Recently, meta-heuristic algorithms have attracted attention as an efficient technique to find the optimal solutions and enhance the feature selection process, especially with the massive increase of the data volume and in the level of its complexity. To enhance the optimization process, several studies have developed robust current meta-heuristic optimization algorithms to overcome the local optima problem in the ample solutions space. For instance, some researchers have used chaotic search to enhance the search process and solve local optima problems and low convergence rates, such as Arora et al. (2020). In this study, the authors have presented a novel Chaotic Interior Search Algorithm (CISA) based on integrating the Interior Search Algorithm and the chaos theory to solve the entrapment of both local optima and slow convergence speed. To evaluate the proposed algorithm, it has been tested on 13 global benchmark functions. Also, Sayed et al. have adopted chaos theory to enhance the performance of the Salp Swarm Algorithm (SSA) and proposed Chaotic Salp Swarm Algorithm. This paper has employed ten different chaotic maps to improve the convergence rate and resulting accuracy (Sayed et al. 2018). Chaotic search has also boosted the search process of selfish herd optimizers (SHO) in Anand and Arora (2020). Anand and Arora have proposed a Chaotic Selfish Herd Optimizer (CSHO) algorithm with various chaotic maps to substitute the value of each searching agent’s survival parameter, which helped in controlling both exploration and exploitation processes. Likewise, in Oliva and Elaziz (2020) have applied chaotic maps and opposition-based learning (OBL) to enhance the Brainstorm optimization algorithm (BSO) performance. The proposed algorithm was called opposition chaotic BSO with disruption (OCBSOD). The idea of this algorithm can be summarized in the following steps: first, the chaotic map was applied to compute the initial solutions; after that, the opposition-based learning produced the opposite positions in the search space, then, the best particles were identified and applied in the iterative process. The role of the disruption operator was to update the position of the instance in the population. Finally, the OBL was applied to enhance the exploration process of the search domain.

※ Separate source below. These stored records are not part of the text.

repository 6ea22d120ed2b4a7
pub mod scan_profiles;

pub use scan_profiles::{ScanOption, ScanProfiles};
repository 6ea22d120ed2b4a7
use crate::compliance::domain::ScanCommand;
use crate::ports::outbound::CommandSender;
use crate::shared::Result;
use async_trait::async_trait;
use aws_sdk_ssm::error::DisplayErrorContext;
use aws_sdk_ssm::Client;
use tracing::debug;

/// SsmCommandSender adapter for SSM `SendCommand`
pub struct SsmCommandSender {
    client: Client,
}

impl SsmCommandSender {
    pub fn new(client: Client) -> Self {
        Self { client }
    }
}

#[async_trait]
impl CommandSender for SsmCommandSender {
    async fn send_command(&self, command: &ScanCommand) -> Result<Option<String>> {
        let mut request = self
            .client
            .send_command()
            .instance_ids(&command.instance_id)
            .document_name(&command.document_name);

        for (name, values) in command.parameters() {
            request = request.parameters(name, values);
        }

        let output = request.send().await.map_err(|e| {
            anyhow::anyhow!("SendCommand failed: {}", DisplayErrorContext(&e))
        })?;

        let command_id = output
            .command()
            .and_then(|c| c.command_id())
            .map(str::to_string);

        debug!(
            instance_id = %command.instance_id,
            command_id = ?command_id,
            "SendCommand returned"
        );

        Ok(command_id)
    }
}
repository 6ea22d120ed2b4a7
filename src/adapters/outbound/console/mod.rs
/// Console adapters for user-facing output on stderr
mod progress_reporter;

pub use progress_reporter::StderrProgressReporter;
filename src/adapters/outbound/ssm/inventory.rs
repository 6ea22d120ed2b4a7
use crate::compliance::domain::{InstanceId, InventoryObservation};
use crate::ports::outbound::{InventoryPage, InventoryPageFetcher, InventorySource};
use crate::shared::error::ComplianceError;
use crate::shared::Result;
use async_trait::async_trait;
use aws_sdk_ssm::error::DisplayErrorContext;
use aws_sdk_ssm::types::InstanceInformation;
use aws_sdk_ssm::Client;
use tracing::{debug, error, warn};

/// SsmInventoryPageFetcher adapter for `DescribeInstanceInformation`
///
/// Fetches one page of SSM-managed instances per call.
pub struct SsmInventoryPageFetcher {
    client: Client,
}

impl SsmInventoryPageFetcher {
    pub fn new(client: Client) -> Self {
        Self { client }
    }

    fn to_observation(info: &InstanceInformation) -> Option<InventoryObservation> {
        let raw_id = info.instance_id()?;
        match InstanceId::new(raw_id.to_string()) {
            Ok(instance_id) => Some(InventoryObservation::new(
                instance_id,
                info.platform_type().map(|p| p.as_str().to_string()),
                info.platform_name().map(str::to_string),
            )),
            Err(e) => {
                warn!(instance_id = raw_id, error = %e, "Skipping instance with unusable id");
                None
            }
        }
    }
}

#[async_trait]
impl InventoryPageFetcher for SsmInventoryPageFetcher {
    async fn fetch_page(&self, next_token: Option<&str>) -> Result<InventoryPage> {
        let output = self
            .client
            .describe_instance_information()
            .set_next_token(next_token.map(str::to_string))
            .send()
            .await
            .map_err(|e| {
                anyhow::anyhow!(
                    "DescribeInstanceInformation failed: {}",
                    DisplayErrorContext(&e)
                )
            })?;

        let observations = output
            .instance_information_list()
            .iter()
            .filter_map(Self::to_observation)
            .collect();

        Ok(InventoryPage::new(
            observations,
            output.next_token().map(str::to_string),
        ))
    }
}

/// PaginatedInventorySource collapses a paginated fetcher into one list.
///
/// Requests pages until no continuation token is returned. Any failing page
/// aborts the whole enumeration and discards what was collected so far.
pub struct PaginatedInventorySource<F: InventoryPageFetcher> {
    fetcher: F,
}

impl<F: InventoryPageFetcher> PaginatedInventorySource<F> {
    pub fn new(fetcher: F) -> Self {
        Self { fetcher }
    }
}

#[async_trait]
impl<F: InventoryPageFetcher> InventorySource for PaginatedInventorySource<F> {
    async fn fetch_all(&self) -> Result<Vec<InventoryObservation>> {
        let mut observations = Vec::new();
        let mut next_token: Option<String> = None;
        let mut pages = 0usize;

        loop {
            let page = match self.fetcher.fetch_page(next_token.as_deref()).await {
                Ok(page) => page,
                Err(e) => {
                    error!(page = pages + 1, error = %format!("{:#}", e), "Error fetching instances");
                    return Err(ComplianceError::InventoryFetch {
                        details: format!("{:#}", e),
                    }
                    .into());
                }
            };

            pages += 1;
            observations.extend(page.observations);

            match page.next_token {
                Some(token) if !token.is_empty() => next_token = Some(token),
                _ => break,
            }
        }

        debug!(pages, instances = observations.len(), "Fetched inventory");
        Ok(observations)
    }
}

Harris hawks optimization (HHO) is another recent meta-heuristic algorithm inspired by Harris’s cooperative manner and chasing behavior. The performance of HHO has been improved by integrating it with various optimization techniques like opposition-based learning, Chaotic Local Search, and a self-adaptive technique in Hussien and Amin (2021). Wang et al. (2021) also have tried to enhance the HHO searching performance for global optimization by developing a hybrid algorithm that combines HHO with Aquila Optimizer (AO).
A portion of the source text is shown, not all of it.